Ospaaal, manifesti fra l’internazionalismo e l’arte

Il 3 gennaio del 1966 si aprì un avvenimento di fondamentale importanza per i paesi in lotta per l’indipendenza dal colonialismo: la Conferenza Tricontinentale.
Per la prima volta leader e rappresentanti di movimenti indipendentisti di Asia, Africa ed America Latina si incontrarono per discutere della loro condizione e delle loro prospettive per il futuro. Nel corso di questo evento epocale nacque un’organizzazione: l’OSPAAAL, Organizzazione di Solidarietà dei Popoli di Asia, Africa ed America Latina.
Gli obiettivi dell’OSPAAAL erano quelli di coordinare, appoggiare e dare impulso alla solidarietà attiva e rivoluzionaria tra i popoli del Terzo Mondo.
Nel grande tumulto degli anni della Guerra Fredda, l’OSPAAAL rappresentò un punto d’incontro per tutti coloro che si opponevano “all’imperialismo” degli Stati Uniti, finendo per raccogliere al proprio interno leader e rappresentanti di movimenti indipendentisti e rivoluzionari dei tre continenti. Alcuni di questi leader furono tra i più importanti rappresentanti del comunismo dell’epoca come ad esempio Ho Chi Min, Kim Il Sung, altri invece non erano ufficialmente appartenenti a questa corrente, ma cercavano una via alternativa per garantire indipendenza e stabilità ai propri stati, dopo secoli di sottomissione al colonialismo.

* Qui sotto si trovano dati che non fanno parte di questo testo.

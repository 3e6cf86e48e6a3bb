//! XQT feed mediators
//!
//! Every GraphQL timeline shares the instruction-cursor idiom: the client
//! flattens instructions into tweets plus a bottom cursor, and exhaustion
//! is the absence of that cursor.

use std::sync::Arc;

use async_trait::async_trait;

use crate::error::Result;
use crate::mapper::{flatten_thread, xqt as mapper};
use crate::model::{AccountKey, MicroblogKey, PlatformType};
use crate::network::xqt::{TweetPage, XqtClient};
use crate::paging::{Cursor, TimelineMediator, TimelinePage, TimelineRequest};

fn tweet_page(account_key: &AccountKey, page: TweetPage) -> TimelinePage {
    TimelinePage {
        entries: page
            .tweets
            .iter()
            .filter_map(|tweet| mapper::tweet_entry(account_key, tweet))
            .collect(),
        end_of_pagination: page.next_cursor.is_none(),
        next_cursor: page.next_cursor.map(Cursor::new),
        prev_cursor: None,
    }
}

fn cursor_str(cursor: &Option<Cursor>) -> Option<&str> {
    cursor.as_ref().map(|c| c.as_str())
}

/// Which GraphQL timeline to drive
#[derive(Debug, Clone)]
pub enum FeedKind {
    Home,
    User(MicroblogKey),
    Bookmarks,
    Likes(MicroblogKey),
    Search(String),
    List(String),
    Mentions,
}

pub struct TweetTimelineMediator {
    pub client: Arc<XqtClient>,
    pub account_key: AccountKey,
    pub kind: FeedKind,
}

#[async_trait]
impl TimelineMediator for TweetTimelineMediator {
    async fn timeline(&self, page_size: usize, request: TimelineRequest) -> Result<TimelinePage> {
        let cursor = match &request {
            TimelineRequest::Refresh => None,
            TimelineRequest::Append { cursor } => cursor.clone(),
            TimelineRequest::Prepend { .. } => return Ok(TimelinePage::end()),
        };
        let cursor = cursor_str(&cursor);
        let page = match &self.kind {
            FeedKind::Home => self.client.home_latest_timeline(page_size, cursor).await?,
            FeedKind::User(user_key) => {
                self.client.user_tweets(&user_key.id, page_size, cursor).await?
            }
            FeedKind::Bookmarks => self.client.bookmarks(page_size, cursor).await?,
            FeedKind::Likes(user_key) => {
                self.client.likes(&user_key.id, page_size, cursor).await?
            }
            FeedKind::Search(query) => {
                self.client.search_timeline(query, page_size, cursor).await?
            }
            FeedKind::List(list_id) => {
                self.client
                    .list_latest_tweets(list_id, page_size, cursor)
                    .await?
            }
            FeedKind::Mentions => self.client.mentions_timeline(page_size, cursor).await?,
        };
        Ok(tweet_page(&self.account_key, page))
    }

    fn platform(&self) -> PlatformType {
        PlatformType::Xqt
    }
}

/// Tweet detail: one page carries ancestors, the focal tweet and replies
/// in display order; the mediator splits around the focal ID and assigns
/// explicit offsets.
pub struct StatusDetailMediator {
    pub client: Arc<XqtClient>,
    pub account_key: AccountKey,
    pub status_key: MicroblogKey,
    pub status_only: bool,
}

#[async_trait]
impl TimelineMediator for StatusDetailMediator {
    async fn timeline(&self, _page_size: usize, request: TimelineRequest) -> Result<TimelinePage> {
        match request {
            TimelineRequest::Refresh => {}
            TimelineRequest::Append { .. } | TimelineRequest::Prepend { .. } => {
                return Ok(TimelinePage::end());
            }
        }
        let page = self.client.tweet_detail(&self.status_key.id, None).await?;
        let Some((ancestors, focal, replies)) =
            mapper::split_thread(&self.account_key, &page.tweets, &self.status_key.id)
        else {
            return Err(crate::error::EngineError::NotFound);
        };
        if self.status_only {
            return Ok(TimelinePage {
                entries: vec![focal.with_sort_offset(0)],
                end_of_pagination: true,
                ..TimelinePage::default()
            });
        }
        Ok(TimelinePage {
            entries: flatten_thread(ancestors, focal, replies),
            end_of_pagination: true,
            ..TimelinePage::default()
        })
    }

    fn platform(&self) -> PlatformType {
        PlatformType::Xqt
    }
}
//! Bluesky (AT Protocol) XRPC client and wire models
//!
//! Pagination is opaque-cursor based. Likes and reposts are repo records:
//! creating one returns the record's AT-URI, which the viewer state carries
//! and which is needed later to undo the action.

use chrono::{DateTime, Utc};
use serde::{Deserialize, Serialize};

use super::check_status;
use crate::error::Result;

// =============================================================================
// Wire models
// =============================================================================

#[derive(Debug, Clone, Serialize, Deserialize)]
#[serde(rename_all = "camelCase")]
pub struct ProfileView {
    pub did: Option<String>,
    pub handle: Option<String>,
    pub display_name: Option<String>,
    pub description: Option<String>,
    pub avatar: Option<String>,
    pub viewer: Option<ProfileViewerState>,
}

#[derive(Debug, Clone, Serialize, Deserialize)]
#[serde(rename_all = "camelCase")]
pub struct ProfileViewerState {
    pub following: Option<String>,
    pub followed_by: Option<String>,
    pub muted: Option<bool>,
    pub blocked_by: Option<bool>,
}

/// Hydrated post
#[derive(Debug, Clone, Serialize, Deserialize)]
#[serde(rename_all = "camelCase")]
pub struct PostView {
    pub uri: Option<String>,
    pub cid: Option<String>,
    pub author: Option<ProfileView>,
    /// The raw `app.bsky.feed.post` record (text, reply refs, facets)
    pub record: Option<serde_json::Value>,
    pub reply_count: Option<i64>,
    pub repost_count: Option<i64>,
    pub like_count: Option<i64>,
    pub quote_count: Option<i64>,
    pub indexed_at: Option<DateTime<Utc>>,
    pub viewer: Option<PostViewerState>,
}

/// Viewer state: AT-URIs of the viewer's own like/repost records
#[derive(Debug, Clone, Serialize, Deserialize)]
#[serde(rename_all = "camelCase")]
pub struct PostViewerState {
    pub like: Option<String>,
    pub repost: Option<String>,
    pub bookmarked: Option<bool>,
}

#[derive(Debug, Clone, Serialize, Deserialize)]
#[serde(rename_all = "camelCase")]
pub struct FeedViewPost {
    pub post: Option<PostView>,
    pub reason: Option<serde_json::Value>,
    pub reply: Option<serde_json::Value>,
}

#[derive(Debug, Clone, Deserialize)]
#[serde(rename_all = "camelCase")]
pub struct FeedPage {
    pub feed: Vec<FeedViewPost>,
    pub cursor: Option<String>,
}

/// A node of a post thread. Parents and replies may be missing or blocked;
/// those shapes carry a `$type` discriminator we do not enumerate, so they
/// fall into `Other` and are skipped rather than failing the thread.
#[derive(Debug, Clone, Deserialize)]
#[serde(untagged)]
pub enum ThreadNode {
    Post(Box<ThreadViewPost>),
    Other(serde_json::Value),
}

#[derive(Debug, Clone, Deserialize)]
#[serde(rename_all = "camelCase")]
pub struct ThreadViewPost {
    pub post: Option<PostView>,
    pub parent: Option<ThreadNode>,
    #[serde(default)]
    pub replies: Vec<ThreadNode>,
}

#[derive(Debug, Clone, Serialize, Deserialize)]
#[serde(rename_all = "camelCase")]
pub struct BskyNotification {
    pub uri: Option<String>,
    pub cid: Option<String>,
    pub author: Option<ProfileView>,
    /// like, repost, follow, mention, reply, quote
    pub reason: Option<String>,
    /// AT-URI of the subject post for like/repost/quote
    pub reason_subject: Option<String>,
    pub is_read: Option<bool>,
    pub indexed_at: Option<DateTime<Utc>>,
}

#[derive(Debug, Clone, Deserialize)]
#[serde(rename_all = "camelCase")]
pub struct NotificationPage {
    pub notifications: Vec<BskyNotification>,
    pub cursor: Option<String>,
}

#[derive(Debug, Clone, Serialize, Deserialize)]
#[serde(rename_all = "camelCase")]
pub struct ListView {
    pub uri: Option<String>,
    pub cid: Option<String>,
    pub name: Option<String>,
    pub description: Option<String>,
    pub avatar: Option<String>,
    pub list_item_count: Option<i64>,
}

#[derive(Debug, Clone, Deserialize)]
#[serde(rename_all = "camelCase")]
pub struct ListPage {
    pub lists: Vec<ListView>,
    pub cursor: Option<String>,
}

/// Result of `com.atproto.repo.createRecord`
#[derive(Debug, Clone, Deserialize)]
pub struct CreatedRecord {
    pub uri: String,
    pub cid: Option<String>,
}

// =============================================================================
// Client
// =============================================================================

/// Authenticated client for one Bluesky PDS
pub struct BlueskyClient {
    http: reqwest::Client,
    base_url: String,
    access_jwt: String,
    /// The session's own DID, used as repo for record writes
    did: String,
}

impl BlueskyClient {
    pub fn new(
        http: reqwest::Client,
        service: &str,
        access_jwt: impl Into<String>,
        did: impl Into<String>,
    ) -> Self {
        Self {
            http,
            base_url: format!("https://{}", service.trim_end_matches('/')),
            access_jwt: access_jwt.into(),
            did: did.into(),
        }
    }

    pub fn did(&self) -> &str {
        &self.did
    }

    async fn query<T: serde::de::DeserializeOwned>(
        &self,
        method: &str,
        params: &[(&str, String)],
    ) -> Result<T> {
        let response = self
            .http
            .get(format!("{}/xrpc/{method}", self.base_url))
            .bearer_auth(&self.access_jwt)
            .query(params)
            .send()
            .await?;
        Ok(check_status(response)?.json().await?)
    }

    async fn procedure<T: serde::de::DeserializeOwned>(
        &self,
        method: &str,
        body: &serde_json::Value,
    ) -> Result<T> {
        let response = self
            .http
            .post(format!("{}/xrpc/{method}", self.base_url))
            .bearer_auth(&self.access_jwt)
            .json(body)
            .send()
            .await?;
        Ok(check_status(response)?.json().await?)
    }

    fn page_params(limit: usize, cursor: Option<&str>) -> Vec<(&'static str, String)> {
        let mut params = vec![("limit", limit.to_string())];
        if let Some(cursor) = cursor {
            params.push(("cursor", cursor.to_string()));
        }
        params
    }

    // -- Feeds --------------------------------------------------------------

    pub async fn get_timeline(&self, limit: usize, cursor: Option<&str>) -> Result<FeedPage> {
        self.query("app.bsky.feed.getTimeline", &Self::page_params(limit, cursor))
            .await
    }

    pub async fn get_author_feed(
        &self,
        actor: &str,
        limit: usize,
        cursor: Option<&str>,
    ) -> Result<FeedPage> {
        let mut params = Self::page_params(limit, cursor);
        params.push(("actor", actor.to_string()));
        self.query("app.bsky.feed.getAuthorFeed", &params).await
    }

    pub async fn get_actor_likes(
        &self,
        actor: &str,
        limit: usize,
        cursor: Option<&str>,
    ) -> Result<FeedPage> {
        let mut params = Self::page_params(limit, cursor);
        params.push(("actor", actor.to_string()));
        self.query("app.bsky.feed.getActorLikes", &params).await
    }

    pub async fn get_list_feed(
        &self,
        list_uri: &str,
        limit: usize,
        cursor: Option<&str>,
    ) -> Result<FeedPage> {
        let mut params = Self::page_params(limit, cursor);
        params.push(("list", list_uri.to_string()));
        self.query("app.bsky.feed.getListFeed", &params).await
    }

    pub async fn search_posts(
        &self,
        query: &str,
        limit: usize,
        cursor: Option<&str>,
    ) -> Result<(Vec<PostView>, Option<String>)> {
        #[derive(Deserialize)]
        struct SearchPage {
            posts: Vec<PostView>,
            cursor: Option<String>,
        }
        let mut params = Self::page_params(limit, cursor);
        params.push(("q", query.to_string()));
        let page: SearchPage = self.query("app.bsky.feed.searchPosts", &params).await?;
        Ok((page.posts, page.cursor))
    }

    pub async fn get_post_thread(&self, uri: &str) -> Result<ThreadNode> {
        #[derive(Deserialize)]
        struct ThreadResponse {
            thread: ThreadNode,
        }
        let response: ThreadResponse = self
            .query(
                "app.bsky.feed.getPostThread",
                &[("uri", uri.to_string())],
            )
            .await?;
        Ok(response.thread)
    }

    /// Batched hydration of up to 25 posts by AT-URI.
    pub async fn get_posts(&self, uris: &[String]) -> Result<Vec<PostView>> {
        #[derive(Deserialize)]
        struct PostsResponse {
            posts: Vec<PostView>,
        }
        if uris.is_empty() {
            return Ok(Vec::new());
        }
        let params: Vec<(&str, String)> =
            uris.iter().map(|uri| ("uris", uri.clone())).collect();
        let response: PostsResponse = self.query("app.bsky.feed.getPosts", &params).await?;
        Ok(response.posts)
    }

    pub async fn list_notifications(
        &self,
        limit: usize,
        cursor: Option<&str>,
    ) -> Result<NotificationPage> {
        self.query(
            "app.bsky.notification.listNotifications",
            &Self::page_params(limit, cursor),
        )
        .await
    }

    // -- Record writes ------------------------------------------------------

    pub async fn create_record(
        &self,
        collection: &str,
        record: serde_json::Value,
    ) -> Result<CreatedRecord> {
        self.procedure(
            "com.atproto.repo.createRecord",
            &serde_json::json!({
                "repo": self.did,
                "collection": collection,
                "record": record,
            }),
        )
        .await
    }

    /// Delete a record by its AT-URI (`at://did/collection/rkey`).
    pub async fn delete_record(&self, uri: &str) -> Result<()> {
        let mut parts = uri.trim_start_matches("at://").splitn(3, '/');
        let repo = parts.next().unwrap_or_default();
        let collection = parts.next().unwrap_or_default();
        let rkey = parts.next().unwrap_or_default();
        let _: serde_json::Value = self
            .procedure(
                "com.atproto.repo.deleteRecord",
                &serde_json::json!({
                    "repo": repo,
                    "collection": collection,
                    "rkey": rkey,
                }),
            )
            .await?;
        Ok(())
    }

    pub async fn like(&self, uri: &str, cid: &str) -> Result<CreatedRecord> {
        self.create_record(
            "app.bsky.feed.like",
            serde_json::json!({
                "$type": "app.bsky.feed.like",
                "subject": { "uri": uri, "cid": cid },
                "createdAt": Utc::now().to_rfc3339(),
            }),
        )
        .await
    }

    pub async fn repost(&self, uri: &str, cid: &str) -> Result<CreatedRecord> {
        self.create_record(
            "app.bsky.feed.repost",
            serde_json::json!({
                "$type": "app.bsky.feed.repost",
                "subject": { "uri": uri, "cid": cid },
                "createdAt": Utc::now().to_rfc3339(),
            }),
        )
        .await
    }

    pub async fn create_post(
        &self,
        text: &str,
        reply: Option<serde_json::Value>,
    ) -> Result<CreatedRecord> {
        let mut record = serde_json::json!({
            "$type": "app.bsky.feed.post",
            "text": text,
            "createdAt": Utc::now().to_rfc3339(),
        });
        if let Some(reply) = reply {
            record["reply"] = reply;
        }
        self.create_record("app.bsky.feed.post", record).await
    }

    // -- Lists --------------------------------------------------------------

    pub async fn get_lists(
        &self,
        actor: &str,
        limit: usize,
        cursor: Option<&str>,
    ) -> Result<ListPage> {
        let mut params = Self::page_params(limit, cursor);
        params.push(("actor", actor.to_string()));
        self.query("app.bsky.graph.getLists", &params).await
    }

    pub async fn get_list(&self, list_uri: &str) -> Result<ListView> {
        #[derive(Deserialize)]
        struct ListResponse {
            list: ListView,
        }
        let response: ListResponse = self
            .query("app.bsky.graph.getList", &[("list", list_uri.to_string())])
            .await?;
        Ok(response.list)
    }

    pub async fn create_list(
        &self,
        name: &str,
        description: Option<&str>,
        avatar: Option<serde_json::Value>,
    ) -> Result<CreatedRecord> {
        let mut record = serde_json::json!({
            "$type": "app.bsky.graph.list",
            "purpose": "app.bsky.graph.defs#curatelist",
            "name": name,
            "createdAt": Utc::now().to_rfc3339(),
        });
        if let Some(description) = description {
            record["description"] = description.into();
        }
        if let Some(avatar) = avatar {
            record["avatar"] = avatar;
        }
        self.create_record("app.bsky.graph.list", record).await
    }

    pub async fn add_list_member(&self, list_uri: &str, did: &str) -> Result<CreatedRecord> {
        self.create_record(
            "app.bsky.graph.listitem",
            serde_json::json!({
                "$type": "app.bsky.graph.listitem",
                "subject": did,
                "list": list_uri,
                "createdAt": Utc::now().to_rfc3339(),
            }),
        )
        .await
    }

    // -- Relationships ------------------------------------------------------

    pub async fn follow(&self, did: &str) -> Result<CreatedRecord> {
        self.create_record(
            "app.bsky.graph.follow",
            serde_json::json!({
                "$type": "app.bsky.graph.follow",
                "subject": did,
                "createdAt": Utc::now().to_rfc3339(),
            }),
        )
        .await
    }

    pub async fn get_profile(&self, actor: &str) -> Result<ProfileView> {
        self.query("app.bsky.actor.getProfile", &[("actor", actor.to_string())])
            .await
    }
}
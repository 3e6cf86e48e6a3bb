//! Backend HTTP clients and wire models
//!
//! One module per protocol. Each client owns a `reqwest::Client` plus the
//! instance base URL and credentials, injected at construction. Wire models
//! are deliberately `Option`-heavy: backends omit and rename fields across
//! versions, and a missing field must never fail a whole page.

pub mod bluesky;
pub mod mastodon;
pub mod misskey;
pub mod vvo;
pub mod xqt;

use std::time::Duration;

use crate::config::NetworkConfig;
use crate::error::{EngineError, Result};

/// Build the shared reqwest client from network configuration.
pub fn build_http_client(config: &NetworkConfig) -> Result<reqwest::Client> {
    reqwest::Client::builder()
        .user_agent(config.user_agent.clone())
        .timeout(Duration::from_secs(config.timeout_seconds))
        .build()
        .map_err(|e| EngineError::Internal(e.into()))
}

/// Check an HTTP response status and classify failures.
///
/// Success passes the response through for body decoding; error statuses
/// are mapped onto the engine taxonomy without reading the body.
pub(crate) fn check_status(response: reqwest::Response) -> Result<reqwest::Response> {
    let status = response.status();
    if status.is_success() {
        return Ok(response);
    }
    Err(match status.as_u16() {
        401 | 403 => EngineError::Auth,
        404 => EngineError::NotFound,
        code if status.is_server_error() => {
            EngineError::Transport(format!("backend returned {code}"))
        }
        code => EngineError::Protocol(format!("backend returned {code}")),
    })
}
//! Mastodon wire-to-row mapping

use crate::data::{CachedEntry, StatusContent, StatusRow, UserContent, UserRow};
use crate::model::{AccountKey, MicroblogKey, PlatformType};
use crate::network::mastodon::{Account, Notification, Status};

/// Map one status into a cache entry. Returns `None` when the status has
/// no ID to key it by.
pub fn status_entry(account_key: &AccountKey, status: &Status) -> Option<CachedEntry> {
    let id = status.id.clone()?;
    let user = status
        .account
        .as_ref()
        .and_then(|account| user_row(&account_key.host, account));
    let status = sanitize(status.clone());
    Some(CachedEntry::new(
        StatusRow {
            status_key: MicroblogKey::new(id, &account_key.host),
            account_key: account_key.clone(),
            platform_type: PlatformType::Mastodon,
            user_key: user.as_ref().map(|u| u.user_key.clone()),
            content: StatusContent::Mastodon(status),
        },
        user,
    ))
}

/// Map one notification into a cache entry keyed by the notification ID.
pub fn notification_entry(
    account_key: &AccountKey,
    notification: &Notification,
) -> Option<CachedEntry> {
    let id = notification.id.clone()?;
    let user = notification
        .account
        .as_ref()
        .and_then(|account| user_row(&account_key.host, account));
    let mut notification = notification.clone();
    notification.status = notification.status.map(sanitize);
    Some(CachedEntry::new(
        StatusRow {
            status_key: MicroblogKey::new(id, &account_key.host),
            account_key: account_key.clone(),
            platform_type: PlatformType::Mastodon,
            user_key: user.as_ref().map(|u| u.user_key.clone()),
            content: StatusContent::MastodonNotification(notification),
        },
        user,
    ))
}

/// Map an account into a user row. The row's `host` reflects the user's
/// home instance parsed from `acct`, while the key is scoped to the
/// instance the data was fetched from.
pub fn user_row(host: &str, account: &Account) -> Option<UserRow> {
    let id = account.id.clone()?;
    let remote_host = account
        .acct
        .as_deref()
        .and_then(|acct| acct.split_once('@').map(|(_, host)| host.to_string()))
        .unwrap_or_else(|| host.to_string());
    Some(UserRow {
        user_key: MicroblogKey::new(id, host),
        platform_type: PlatformType::Mastodon,
        name: account
            .display_name
            .clone()
            .filter(|name| !name.is_empty())
            .or_else(|| account.username.clone())
            .unwrap_or_default(),
        handle: account.username.clone().unwrap_or_default(),
        host: remote_host,
        content: UserContent::Mastodon(account.clone()),
    })
}

fn sanitize(mut status: Status) -> Status {
    if let Some(content) = &status.content {
        status.content = Some(super::sanitize_html(content));
    }
    if let Some(reblog) = status.reblog.take() {
        status.reblog = Some(Box::new(sanitize(*reblog)));
    }
    status
}

#[cfg(test)]
mod tests {
    use super::*;

    fn wire_status(id: Option<&str>) -> Status {
        serde_json::from_value(serde_json::json!({
            "id": id,
            "content": "<p>hello <script>alert(1)</script>world</p>",
            "account": {
                "id": "u1",
                "username": "alice",
                "acct": "alice@remote.example",
                "display_name": "Alice",
            },
            "favourites_count": 5,
            "favourited": false,
        }))
        .unwrap()
    }

    #[test]
    fn maps_status_and_author() {
        let account = MicroblogKey::new("me", "mastodon.test");
        let entry = status_entry(&account, &wire_status(Some("42"))).unwrap();
        assert_eq!(entry.status.status_key.id, "42");
        assert_eq!(entry.status.status_key.host, "mastodon.test");
        let user = entry.user.unwrap();
        assert_eq!(user.user_key.id, "u1");
        assert_eq!(user.host, "remote.example");
        assert_eq!(user.handle, "alice");
        match &entry.status.content {
            StatusContent::Mastodon(status) => {
                let content = status.content.as_deref().unwrap();
                assert!(!content.contains("script"));
            }
            other => panic!("unexpected content: {other:?}"),
        }
    }

    #[test]
    fn status_without_id_is_skipped() {
        let account = MicroblogKey::new("me", "mastodon.test");
        assert!(status_entry(&account, &wire_status(None)).is_none());
    }

    #[test]
    fn local_account_keeps_instance_host() {
        let account: Account = serde_json::from_value(serde_json::json!({
            "id": "u2",
            "username": "bob",
            "acct": "bob",
        }))
        .unwrap();
        let user = user_row("mastodon.test", &account).unwrap();
        assert_eq!(user.host, "mastodon.test");
        assert_eq!(user.name, "bob");
    }
}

La sede ufficiale dell’Organizzazione fu posta a Cuba, patria dell’anti imperialismo e centro della Rivoluzione Cubana.
Gli anni ‘60 furono un periodo estremamente fiorente per l’internazionalismo rivoluzionario cubano, ed in quegli anni presero potere alcuni dei leader più nazionalisti e radicali dell’epoca: Fidel Castro ed Ernesto Che Guevara. Cuba si eresse come esempio, divenne un simbolo di libertà e diffuse la convinzione che cambiare e conquistare la propria autonomia era possibile.
L’indipendenza doveva essere ottenuta attraverso la rivoluzione armata e Cuba utilizzò

ogni mezzo propagandistico a sua disposizione per diffondere questa lezione.La rivista Tricontinentale divenne uno di questi mezzi, celebrando la Rivoluzione Cubana e presentandola come soluzione a tutti i problemi.
Il termine “rivoluzione” assume un’accezione completamente nuova rispetto alla visione negativa da sempre sostenuta. Essa diventa costruzione di un progetto di giustizia, civiltà e cultura, sinonimo di rinascita e possibilità.
Per tre decenni il manifesto dell’OSPAAAL si è distinto sia per la sua eccezionale ideo-estetica-comunicativa sia per la sua efficacia rinnovatrice nell’utilizzo delle sue risorse grafiche e per la fedeltà adottata nel suo impegno sociale con i diseredati del mondo .
A suo favore c’è la facoltà di evocare e innalzare alti valori etici e morali, insieme alla virtù di promuovere idee giuste e altruiste e, allo stesso tempo, rafforzare l’internazionalismo solidale terzomondista che ne fu sua base.
Nella sua concezione grafica ha predominato l’eclettismo stilistico, la giustapposizione culturale e il sistematico incremento del suo lessico complessivo .
Risulta impressionante la diversità dei popoli ai quali ha diretto il suo messaggio, la varietà tematica affrontata, la molteplicità delle influenze assunte criticamente, l’usufrutto della simbologia culturale dell’Occidente con carattere di appartenenza e la metabolizzazione dei suoi significati liberati dalle loro condizionanti primogeniture.
L’emissone comunicativa carente di ingenuità ha permesso la sua percezione e il giudizio sia di intellettuali che di analfabeti di nazionalità e culture diverse dei cinque continenti .
Riassumendo, il manifesto dell’OSPAAAL è stato paradigma del multiculturalismo, un leale esponente ideo-estetico dei principi rivoluzionari dell’Organizzazione che gli ha dato vita e che è considerata su scala internazionale fra le agenzie di propaganda più prolifica ed efficace.